Quando lasciamo il nostro cane da solo in casa, uno dei pensieri più ricorrenti è capire come stia davvero. Dorme tranquillo o è agitato? Abbaia per noia o per stress? La tecnologia, ancora una volta, prova a colmare questa distanza emotiva, e lo fa con una novità che sembra uscita da un film di fantascienza: un telefono pensato appositamente per gli animali domestici. Non un gioco, ma un vero dispositivo intelligente che consente al cane – o al gatto – di “chiamare” il proprio umano.
Come riportato da Vanity Fair, la presentazione è avvenuta durante il CES 2026 di Las Vegas, uno degli eventi più importanti al mondo dedicati all’innovazione tecnologica. Qui è stato svelato il PetPhone C-Plus Suite, un dispositivo sviluppato dall’azienda GiocalMe con un obiettivo chiaro: migliorare il benessere emotivo degli animali che soffrono la solitudine o l’ansia da separazione.
Come funziona il primo telefono per cani e gatti
Il Pet Phone è dotato di una fotocamera Full HD che permette ai proprietari di vedere in tempo reale cosa accade in casa e di registrare video a distanza. Integra inoltre sistemi avanzati di geolocalizzazione che combinano GPS, Wi-Fi, Bluetooth e radar attivo, risultando particolarmente utile per gli animali che hanno accesso all’esterno e rischiano di allontanarsi troppo.
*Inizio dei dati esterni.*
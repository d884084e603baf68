use criterion::{black_box, criterion_group, criterion_main, Criterion};
use glam::Mat4;

use render_core::app::default_scene;
use render_core::math::Lcg;
use render_core::ocean::{butterfly_lookup, inverse_grid_sizes, CpuFft, SpectrumParams, WaveSpectrum, PASSES};
use render_core::particles::{Emitter, FloatRange, ParticleInfo};
use render_core::{AntiAliasing, RenderContext, Renderer, RendererConfig};

fn params() -> SpectrumParams {
    SpectrumParams {
        wind: 5.0,
        omega: 0.84,
        amplitude: 1.0,
    }
}

// ---------------------------------------------------------------------------
// Ocean precompute
// ---------------------------------------------------------------------------

fn bench_spectrum_generate(c: &mut Criterion) {
    let params = params();
    c.bench_function("ocean_spectrum_64", |b| {
        b.iter(|| black_box(WaveSpectrum::generate_sized(&params, 64)));
    });
}

fn bench_butterfly_lookup(c: &mut Criterion) {
    c.bench_function("ocean_butterfly_lookup", |b| {
        b.iter(|| black_box(butterfly_lookup(black_box(PASSES))));
    });
}

fn bench_cpu_fft(c: &mut Criterion) {
    let spectrum = WaveSpectrum::generate_sized(&params(), 64);
    let fft = CpuFft::new(&spectrum, &butterfly_lookup(6), inverse_grid_sizes(64, 1.0));
    c.bench_function("ocean_cpu_fft_64", |b| {
        b.iter(|| black_box(fft.simulate(black_box(1.5))));
    });
}

// ---------------------------------------------------------------------------
// Particles
// ---------------------------------------------------------------------------

fn bench_particle_update(c: &mut Criterion) {
    let info = ParticleInfo {
        spawn_count: 100,
        spawn_term: 0.05,
        spawn_end_time: -1.0,
        life_time: FloatRange::new(1.0, 2.0),
        enable_gpu_particle: false,
        ..Default::default()
    };
    c.bench_function("particle_cpu_update_60_frames", |b| {
        b.iter_with_setup(
            || {
                let mut rng = Lcg::new(1);
                let mut emitter = Emitter::new(info.clone());
                emitter.play(Mat4::IDENTITY, &mut rng, false);
                (emitter, rng)
            },
            |(mut emitter, mut rng)| {
                for _ in 0..60 {
                    emitter.update(1.0 / 60.0, Mat4::IDENTITY, &mut rng);
                }
                black_box(emitter.alive_count())
            },
        );
    });
}

// ---------------------------------------------------------------------------
// Frame submission on the dummy backend
// ---------------------------------------------------------------------------

fn bench_dummy_frame(c: &mut Criterion) {
    let config = RendererConfig {
        width: 320,
        height: 240,
        anti_aliasing: AntiAliasing::Taa,
        ..Default::default()
    };
    let mut ctx = RenderContext::headless(config.width, config.height).unwrap();
    let mut renderer = Renderer::new(&mut ctx, &config).unwrap();
    let mut scene = default_scene(&ctx, &config).unwrap();
    if let Some(dummy) = ctx.dummy_mut() {
        dummy.set_recording(false);
    }
    c.bench_function("dummy_render_frame", |b| {
        b.iter(|| {
            renderer.update_scene(&ctx, &mut scene, 1.0 / 60.0);
            black_box(renderer.render_frame(&mut ctx, &mut scene).unwrap())
        });
    });
}

criterion_group!(
    benches,
    bench_spectrum_generate,
    bench_butterfly_lookup,
    bench_cpu_fft,
    bench_particle_update,
    bench_dummy_frame,
);
criterion_main!(benches);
La vera rivoluzione, però, è la comunicazione bidirezionale. Il dispositivo può essere programmato per riconoscere le abitudini comportamentali dell’animale. Se, ad esempio, un cane che normalmente abbaia poco inizia a farlo in modo insistente, il sistema interpreta il cambiamento come un possibile segnale di disagio e avvia automaticamente una videochiamata verso il proprietario. In altre parole, è il cane a “telefonare” per chiedere aiuto o conforto.
Un aiuto concreto contro ansia e solitudine
Nel caso in cui il proprietario non possa rispondere subito, il Pet Phone è in grado di riprodurre messaggi vocali preregistrati o suoni rilassanti, pensati per calmare l’animale. Una funzione particolarmente interessante per i cani che soffrono di ansia da separazione, un problema molto diffuso che può manifestarsi con vocalizzazioni eccessive, comportamenti distruttivi o agitazione.
Questo tipo di tecnologia non sostituisce il tempo, le passeggiate e la relazione quotidiana, ma può diventare uno strumento di supporto per migliorare la qualità della vita dei nostri animali. Se negli anni Ottanta il telefono ha rivoluzionato il modo in cui comunichiamo tra esseri umani, oggi sembra pronto a fare un ulteriore passo: entrare ufficialmente anche nella vita dei nostri cani. E, a quanto pare, per una buona causa.